What is the number of lines below that hold "node"? Answer with that number only.

── MATERIALS PROVIDED ──

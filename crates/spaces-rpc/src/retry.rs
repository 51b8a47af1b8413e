//! Exponential backoff for transient RPC failures.

use std::time::Duration;

/// Configuration for the retry policy.
#[derive(Debug, Clone)]
pub struct RetryConfig {
    /// Maximum number of retries (not counting the first try).
    pub max_retries: u32,
    /// Delay before the first retry.
    pub initial_backoff: Duration,
    /// Upper bound on any single delay.
    pub max_backoff: Duration,
    /// Growth factor applied per retry.
    pub multiplier: f64,
}

impl Default for RetryConfig {
    fn default() -> Self {
        Self {
            max_retries: 3,
            initial_backoff: Duration::from_millis(250),
            max_backoff: Duration::from_secs(10),
            multiplier: 2.0,
        }
    }
}

impl RetryConfig {
    /// A config that never retries.
    pub fn none() -> Self {
        Self {
            max_retries: 0,
            ..Default::default()
        }
    }
}

/// Stateless retry policy.
#[derive(Debug, Clone)]
pub struct RetryPolicy {
    pub config: RetryConfig,
}

impl RetryPolicy {
    pub fn new(config: RetryConfig) -> Self {
        Self { config }
    }

    /// Delay before the `attempt`-th retry (1-based), or `None` once retries
    /// are exhausted.
    pub fn next_delay(&self, attempt: u32) -> Option<Duration> {
        if attempt == 0 || attempt > self.config.max_retries {
            return None;
        }
        let base = self.config.initial_backoff.as_millis() as f64
            * self.config.multiplier.powi(attempt as i32 - 1);
        let capped = base.min(self.config.max_backoff.as_millis() as f64);
        Some(Duration::from_millis(capped as u64))
    }
}
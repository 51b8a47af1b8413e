//! spaces-rpc: JSON-RPC fetchers for the spaces indexer.
//!
//! [`RpcBlockSource`] implements `spaces_core::BlockSource` over two
//! endpoints: a Bitcoin node for block headers and the spaces protocol
//! service for per-block protocol metadata. Transient HTTP failures are
//! retried with exponential backoff.

pub mod client;
pub mod error;
pub mod request;
pub mod retry;
pub mod source;

#[cfg(test)]
mod testing;

pub use client::{RpcClient, RpcClientConfig};
pub use error::RpcError;
pub use request::{JsonRpcError, JsonRpcRequest, JsonRpcResponse, RpcId};
pub use retry::{RetryConfig, RetryPolicy};
pub use source::{RpcBlockSource, RpcSourceConfig};
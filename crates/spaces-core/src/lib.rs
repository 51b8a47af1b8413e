//! spaces-core: decoder, transactional ingestion and sync driver for the
//! spaces name/auction protocol.
//!
//! # Architecture
//!
//! ```text
//! SyncDriver ── RunLock            (one run at a time across processes)
//!      ├──────── CheckpointManager (resume height, run records)
//!      ├──────── BlockSource       (node + protocol service, read-only)
//!      └──────── Ingestor ── SpaceStore / IngestTx (one atomic unit per block)
//!                    └────── decoder (pure lifecycle rules)
//! ```

pub mod checkpoint;
pub mod config;
pub mod decoder;
pub mod error;
pub mod ingest;
pub mod lock;
pub mod source;
pub mod store;
pub mod sync;
pub mod types;

pub use checkpoint::{CheckpointManager, CheckpointStore, SyncCheckpoint};
pub use config::{SyncConfig, SyncConfigBuilder};
pub use decoder::Decision;
pub use error::IndexerError;
pub use ingest::{BlockReceipt, Ingestor};
pub use lock::RunLock;
pub use source::BlockSource;
pub use store::{IngestTx, SpaceReader, SpaceStore};
pub use sync::{RunSummary, SyncDriver, SyncOutcome};
pub use types::{
    Block, CovenantKind, MetaOutput, NewHistory, Space, SpaceAction, SpaceHistory, SpaceStatus,
    Transaction, TransferOutput,
};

───

**RESPONSE FOR THIS EXERCISE**
2